Il libro, introdotto da Etyen Mahçupyan, raccoglie essenzialmente articoli, interviste ed editoriali pubblicati dal giornalista e redattore stambuliota Hrant Dink negli ultimi due anni di vita. Dink si autodefiniva "un armeno di Turchia" ed aveva fondato Agos, "Il solco", un giornale scritto in turco ed in armeno che nel corso degli anni è diventato una delle letture abituali della élite intellettuale della Repubblica. Gli scritti qui presentati hanno dunque un orientamento prevalentemente autobiografico: l'orfanotrofio, la famiglia, il servizio militare, la vita di un cittadino della Repubblica di Turchia decisissimo a rimanere tale sono lo spunto per l'esposizione di una possibile soluzione per il problema di un passato che non passa.
Hrant Dink espone negli articoli raccolti il proprio punto di vista su quelle che si potrebbero definire, con molta imprecisione, "la questione turca" e "la questione armena", e ricostruisce le tappe di una vicenda giudiziaria che contribuì in larga misura all'instaurazione e al permanere di un clima mediatico profondamente denigratorio ed ostile nei suoi confronti. Un clima nel quale poté maturare e compiersi la sua uccisione.
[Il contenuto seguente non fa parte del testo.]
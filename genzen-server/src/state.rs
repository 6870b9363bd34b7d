//! Shared application state
//!
//! Carries the event bus used by the player and community engines. Events are
//! fanned out to SSE listeners; sends with no receivers are fine.

use genzen_common::events::GenZenEvent;
use tokio::sync::broadcast;

/// Shared state accessible by all components
pub struct SharedState {
    /// Event broadcaster for SSE events
    event_tx: broadcast::Sender<GenZenEvent>,
}

impl SharedState {
    /// Create new shared state with default values
    pub fn new() -> Self {
        let (event_tx, _) = broadcast::channel(100); // Buffer up to 100 events
        Self { event_tx }
    }

    /// Broadcast an event to all SSE listeners
    pub fn broadcast_event(&self, event: GenZenEvent) {
        // Ignore send errors (no receivers is OK)
        let _ = self.event_tx.send(event);
    }

    /// Subscribe to the event stream for SSE
    pub fn subscribe_events(&self) -> broadcast::Receiver<GenZenEvent> {
        self.event_tx.subscribe()
    }

    /// Current number of connected listeners
    pub fn listener_count(&self) -> usize {
        self.event_tx.receiver_count()
    }
}

impl Default for SharedState {
    fn default() -> Self {
        Self::new()
    }
}
//! Community catalog: sharing and rating
//!
//! Keeps a user's private meditation consistent with its public projection
//! and keeps aggregate rating statistics correct under concurrent
//! submissions.

mod engine;

pub use self::engine::{CommunityEngine, POPULAR_LIMIT, RECENT_LIMIT};
//! Common error types for GenZen

use thiserror::Error;

/// Common result type for GenZen operations
pub type Result<T> = std::result::Result<T, Error>;

/// Error taxonomy shared by the GenZen crates
///
/// Every failure is scoped to the triggering request; nothing here is fatal
/// to the process.
#[derive(Error, Debug)]
pub enum Error {
    /// Backing-store operation failed (wraps sqlx::Error, retryable by caller)
    #[error("Storage error: {0}")]
    Database(#[from] sqlx::Error),

    /// I/O operation error (wraps std::io::Error)
    #[error("IO error: {0}")]
    Io(#[from] std::io::Error),

    /// Configuration loading or validation error
    #[error("Configuration error: {0}")]
    Config(String),

    /// Referenced entity absent
    #[error("Not found: {0}")]
    NotFound(String),

    /// Caller does not own the target
    #[error("Permission denied: {0}")]
    PermissionDenied(String),

    /// Malformed input, e.g. an out-of-range rating
    #[error("Invalid argument: {0}")]
    InvalidArgument(String),

    /// Missing or unverifiable bearer token
    #[error("Unauthenticated: {0}")]
    Unauthenticated(String),

    /// Script generation failed (upstream model error)
    #[error("Generation failed: {0}")]
    Generation(String),

    /// Speech synthesis failed or unsupported
    #[error("Synthesis failed: {0}")]
    Synthesis(String),

    /// Internal server error
    #[error("Internal error: {0}")]
    Internal(String),
}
Hrant Dink pensava che la questione del riconoscimento del genocidio armeno dovesse essere affrontata costruendo in Turchia un movimento di opinione in grado di influenzare in questo senso la politica del governo, e che questo obiettivo dovesse essere raggiunto lavorando assiduamente in favore della libertà di espressione. Riteneva inoltre che l'essenza della questione riguardasse non tanto e non soltanto il riconoscimento giuridico dell'accaduto, quanto la comprensione condivisa del fatto che gli avvenimenti del 1915 avevano comportato lo sradicamento di un popolo intero da territori che aveva abitato per millenni.
l processo che Dink dovette affrontare nel 2005 viene ricostruito dettagliatamente; la condanna a sei mesi di carcere per "insulto all'identità nazionale" prevista dal codice penale turco arrivò dopo un crescendo di inseguimenti giudiziari, di convocazioni prefettizie e di intimidazioni di ogni genere. "Il sangue velenoso dei turchi" con cui molta stampa orientata ad un nazionalismo intransigente intitolò gli articoli di linciaggio è un'espressione che nell'intervista per cui Dink finì sotto accusa non ricorre mai, ma l'evidenza dei fatti si scontrò in sede giudiziaria con la determinazione di trovarlo colpevole ad ogni costo, lasciando a Dink solo la possibilità del ricorso alla corte europea per i diritti dell'uomo prima che il clima che i mass media vollero montare attorno al caso finisse per armare la mano di un diciassettenne dal comportamento per lo meno problematico.
La vicenda di Hrant Dink presenta un punto di estremo interesse anche per chi non sia fornito di cognizione di causa, perché è un esempio della portata e degli esiti cui possono giungere le operazioni di denigrazione mediatica. E nello stato che occupa la penisola italiana i linciaggi a mezzo stampa sono da molti anni all'ordine del giorno, al punto che si ha l'impressione che la messa in opera di roba del genere sia la prima, se non l'unica, preoccupazione di una "informazione" che intenderebbe anche definirsi "libera".
Tracciare paragoni con realtà culturali più dinamiche e critiche, come quella della stessa Repubblica di Turchia, non soltanto non è fuori luogo ma porta ovviamente a conclusioni per nulla positive sul conto dell'offerta mediatica peninsulare, peraltro perfettamente rappresentativa della bassezza, della pochezza, della piccineria e della repellente incultura che sono le principali caratteristiche di un pubblico rappresentato da sudditi che la "libera informazione" ha cura di mantenere ben lontani non solo da qualsiasi contenuto obiettivo, ma anche dalla realtà stessa delle cose.


Hrant Dink - L'inquietudine della colomba. Essere armeni in Turchia - 2008, Guerini e Associati, 156 pp.